On the flip side a poorly functioning GI tract – frequent IBS or damage caused by inflammation – can impact on proper hormone function and production, in effect setting up a negative looping feedback.

If you suffer from frequent or monthly related GI issues then it’s worthwhile tracking intake to help determine if you have any underlying food intolerances and sensitivities and help improve gut function and reduce or eliminate symptoms. If symptoms are linked purely with monthly fluctuations and certain foods, then it should be relatively simple to avoid these culprits around race time.

What’s the conclusion?
Being a female athlete is great but hormones can also throw in many more challenges, some of which are unexpected and unpleasant.
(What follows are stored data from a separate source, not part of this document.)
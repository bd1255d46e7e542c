//! JSON response envelope shared by every endpoint
//!
//! Successful responses wrap their payload in `data` next to a
//! `responseMetadata` block carrying status, CRUD row counts and pagination.
//! Failed responses may carry only the metadata block, with a human-readable
//! message at `responseMetadata.responseStatusInfo.errMsg`.

use serde::{Deserialize, Serialize};

use crate::constants::{DEFAULT_PAGE_NUMBER, DEFAULT_PER_PAGE};

/// Successful response envelope
#[derive(Debug, Clone, PartialEq, Serialize, Deserialize)]
#[serde(rename_all = "camelCase")]
pub struct ApiResponse<T> {
    #[serde(skip_serializing_if = "Option::is_none")]
    pub data: Option<T>,
    #[serde(default)]
    pub response_metadata: ResponseMetadata,
}

/// Metadata block attached to every response
#[derive(Debug, Clone, Default, PartialEq, Eq, Serialize, Deserialize)]
#[serde(rename_all = "camelCase")]
pub struct ResponseMetadata {
    #[serde(default, skip_serializing_if = "Option::is_none")]
    pub response_status_info: Option<ResponseStatusInfo>,
    #[serde(default, skip_serializing_if = "Option::is_none")]
    pub response_crud_info: Option<ResponseCrudInfo>,
    #[serde(default, skip_serializing_if = "Option::is_none")]
    pub response_page_info: Option<ResponsePageInfo>,
}

#[derive(Debug, Clone, Default, PartialEq, Eq, Serialize, Deserialize)]
#[serde(rename_all = "camelCase")]
pub struct ResponseStatusInfo {
    #[serde(default, skip_serializing_if = "Option::is_none")]
    pub err_msg: Option<String>,
}

/// Rows touched by a create/update/delete/restore call
#[derive(Debug, Clone, Copy, Default, PartialEq, Eq, Serialize, Deserialize)]
#[serde(rename_all = "camelCase", default)]
pub struct ResponseCrudInfo {
    pub inserted_rows_count: u64,
    pub updated_rows_count: u64,
    pub deleted_rows_count: u64,
    pub restored_rows_count: u64,
}

#[derive(Debug, Clone, Copy, Default, PartialEq, Eq, Serialize, Deserialize)]
#[serde(rename_all = "camelCase", default)]
pub struct ResponsePageInfo {
    pub total_items: u64,
    pub total_pages: u32,
    pub page_number: u32,
    pub per_page: u32,
}

impl<T> ApiResponse<T> {
    /// Payload, if the server sent one
    pub fn into_data(self) -> Option<T> {
        self.data
    }

    pub fn page_info(&self) -> Option<&ResponsePageInfo> {
        self.response_metadata.response_page_info.as_ref()
    }

    pub fn crud_info(&self) -> Option<&ResponseCrudInfo> {
        self.response_metadata.response_crud_info.as_ref()
    }
}

impl<T> ApiResponse<Vec<T>> {
    /// List payload; an absent `data` field reads as an empty list
    pub fn into_items(self) -> Vec<T> {
        self.data.unwrap_or_default()
    }
}

/// Body of a failed response, decoded only for its error message
///
/// Only the path to `errMsg` is modelled; sibling metadata (row counts,
/// paging) is ignored so a malformed count never hides the message.
#[derive(Debug, Clone, Default, PartialEq, Eq, Deserialize)]
#[serde(rename_all = "camelCase")]
pub struct ErrorEnvelope {
    #[serde(default)]
    response_metadata: Option<ErrorMetadata>,
}

#[derive(Debug, Clone, Default, PartialEq, Eq, Deserialize)]
#[serde(rename_all = "camelCase")]
struct ErrorMetadata {
    #[serde(default)]
    response_status_info: Option<ResponseStatusInfo>,
}

impl ErrorEnvelope {
    /// Decode an error body; anything that is not the envelope shape yields
    /// `None`
    pub fn from_slice(body: &[u8]) -> Option<Self> {
        if body.is_empty() {
            return None;
        }
        serde_json::from_slice(body).ok()
    }

    /// Non-blank server-provided message
    pub fn err_msg(&self) -> Option<&str> {
        self.response_metadata
            .as_ref()?
            .response_status_info
            .as_ref()?
            .err_msg
            .as_deref()
            .map(str::trim)
            .filter(|msg| !msg.is_empty())
    }
}

#[derive(Debug, Clone, Copy, Default, PartialEq, Eq, Serialize, Deserialize)]
#[serde(rename_all = "lowercase")]
pub enum SortDirection {
    #[default]
    Asc,
    Desc,
}

crate::impl_wire_enum_conversions!(SortDirection {
    Asc => "asc",
    Desc => "desc",
});

/// Pagination and sorting for list endpoints
#[derive(Debug, Clone, PartialEq, Eq, Serialize, Deserialize)]
#[serde(rename_all = "camelCase")]
pub struct PageRequest {
    pub page_number: u32,
    pub per_page: u32,
    #[serde(default, skip_serializing_if = "Option::is_none")]
    pub sort_column: Option<String>,
    #[serde(default, skip_serializing_if = "Option::is_none")]
    pub sort_direction: Option<SortDirection>,
}

impl Default for PageRequest {
    fn default() -> Self {
        Self {
            page_number: DEFAULT_PAGE_NUMBER,
            per_page: DEFAULT_PER_PAGE,
            sort_column: None,
            sort_direction: None,
        }
    }
}

impl PageRequest {
    pub fn page(page_number: u32, per_page: u32) -> Self {
        Self { page_number: page_number.max(1), per_page: per_page.max(1), ..Self::default() }
    }

    #[must_use]
    pub fn sorted_by(mut self, column: impl Into<String>, direction: SortDirection) -> Self {
        self.sort_column = Some(column.into());
        self.sort_direction = Some(direction);
        self
    }

    /// Render as query parameters in the order the server documents them
    pub fn to_query(&self) -> Vec<(String, String)> {
        let mut query = vec![
            ("pageNumber".to_string(), self.page_number.to_string()),
            ("perPage".to_string(), self.per_page.to_string()),
        ];
        if let Some(column) = &self.sort_column {
            query.push(("sortColumn".to_string(), column.clone()));
            query.push((
                "sortDirection".to_string(),
                self.sort_direction.unwrap_or_default().to_string(),
            ));
        }
        query
    }
}
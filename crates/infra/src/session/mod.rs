//! Session state: credential stores, busy flag, alert queue and the
//! session service that ties them to the login/refresh/logout endpoints

pub mod alerts;
pub mod busy;
pub mod keychain;
pub mod memory;
pub mod service;

pub use alerts::AlertQueue;
pub use busy::BusyFlag;
pub use keychain::KeychainCredentialStore;
pub use memory::InMemoryCredentialStore;
pub use service::{SessionEndpoints, SessionService};

use authconsole_domain::ProfileId;

/// Why a session ended
#[derive(Debug, Clone, Copy, PartialEq, Eq)]
pub enum LogoutReason {
    /// The user logged out
    UserRequested,
    /// The refresh endpoint answered with a client error
    RefreshRejected,
}

/// Broadcast on every session transition
#[derive(Debug, Clone, PartialEq, Eq)]
pub enum SessionEvent {
    LoggedIn { profile_id: Option<ProfileId> },
    Refreshed,
    LoggedOut { reason: LogoutReason },
}
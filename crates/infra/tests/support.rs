//! Shared fixtures for the integration tests
#![allow(dead_code)]

use authconsole_domain::{ApiConfig, Config, LoggingConfig, SessionConfig};
use authconsole_infra::ConsoleContext;
use serde_json::{json, Value};
use wiremock::matchers::{method, path};
use wiremock::{Mock, MockServer, ResponseTemplate};

pub const PLATFORM_ID: &str = "7";
pub const PROFILE_ID: i64 = 5;
pub const LOGIN_PATH: &str = "/api/v1/na/profiles/7/login";
pub const REFRESH_PATH: &str = "/api/v1/ba/profiles/7/refresh";
pub const LOGOUT_PATH: &str = "/api/v1/ba/profiles/7/logout";
pub const CSRF_TOKEN: &str = "csrf-abc";

pub fn config_for(server: &MockServer, single_flight_refresh: bool) -> Config {
    let mut api = ApiConfig::new(server.uri(), PLATFORM_ID);
    api.single_flight_refresh = single_flight_refresh;
    Config { api, session: SessionConfig::default(), logging: LoggingConfig::default() }
}

pub fn console_for(server: &MockServer, single_flight_refresh: bool) -> ConsoleContext {
    ConsoleContext::from_config(config_for(server, single_flight_refresh))
        .expect("console context should build")
}

/// Envelope carrying a credential and the profile it belongs to
pub fn token_envelope(token: &str) -> Value {
    json!({
        "data": {
            "token": token,
            "profile": { "id": PROFILE_ID, "email": "admin@example.test" }
        },
        "responseMetadata": {}
    })
}

pub fn list_envelope(items: Value) -> Value {
    json!({
        "data": items,
        "responseMetadata": {
            "responsePageInfo": { "totalItems": 1, "totalPages": 1, "pageNumber": 1, "perPage": 100 }
        }
    })
}

/// Login answering with `token` and setting the refresh and anti-forgery
/// cookies
pub async fn mount_login(server: &MockServer, token: &str) {
    Mock::given(method("POST"))
        .and(path(LOGIN_PATH))
        .respond_with(
            ResponseTemplate::new(200)
                .append_header("set-cookie", "refresh_token=r1; Path=/; HttpOnly")
                .append_header("set-cookie", format!("csrf_token={CSRF_TOKEN}; Path=/"))
                .set_body_json(token_envelope(token)),
        )
        .mount(server)
        .await;
}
When it comes to hormones and implications for sports nutrition, research is still very much in its infancy. Especially if you suffer through hormonal related symptoms, it might be worthwhile tracking food and hydration and mapping against symptoms and monthly cycle to see if any patterns emerge. Even those without obvious PMS may notice patterns emerge in optimal fuelling for performance and recovery based on the different phases of a cycle. The reality is that even with greater research, every female is going to be unique in hormonal responses and any dietary interventions and that most success will come as a result of trial and error (and likely a bit of luck as well).

References:

  1. Sims S. ‘Women are not small men’ Osmo Nutrition. osmonutrition.com
  2. Tarnopolsky LJ et al. ‘Gender differences in substrate for endurance exercise’. J Appl Physiol 1990; 68 (1): 302– 8 
  3. Boisseau N. ‘Gender differences in metabolism during exercise and recovery’. Sci Sports 2004; 19: 220–7 
  4. Devries MC et al. ‘Menstrual cycle phase and sex influence muscle glycogen utilization and glucose turnover during moderate-intensity endurance exercise’. Am J Physiol Regul Integr Comp Physiol 2006; 291 (4): R1120–8 
  5. McLay RT et al. ‘Carbohydrate loading and female endurance athletes: effect of menstrual-cycle phase’. Int J Sport Nutr Exerc Metab 2007; 17 (2): 189–205 
  6. Heitkemper MM, Chang L. Do fluctuations in ovarian hormones affect gastrointestinal symptoms in women with irritable bowel syndrome? Gend Med. 2009;6 Suppl 2:152-67.
  7. Triadafilopoulos G, Finlayson M, Grellet C. Bowel dysfunction in postmenopausal women. Women and Health. 1998;27:55-63
  8. Björnsson B, Orvar KB Theodórs A, Kjeld M. The relationship of gastrointestinal symptoms and menstrual cycle phase in young healthy women. Laeknabladid.2006;92(10):677-82.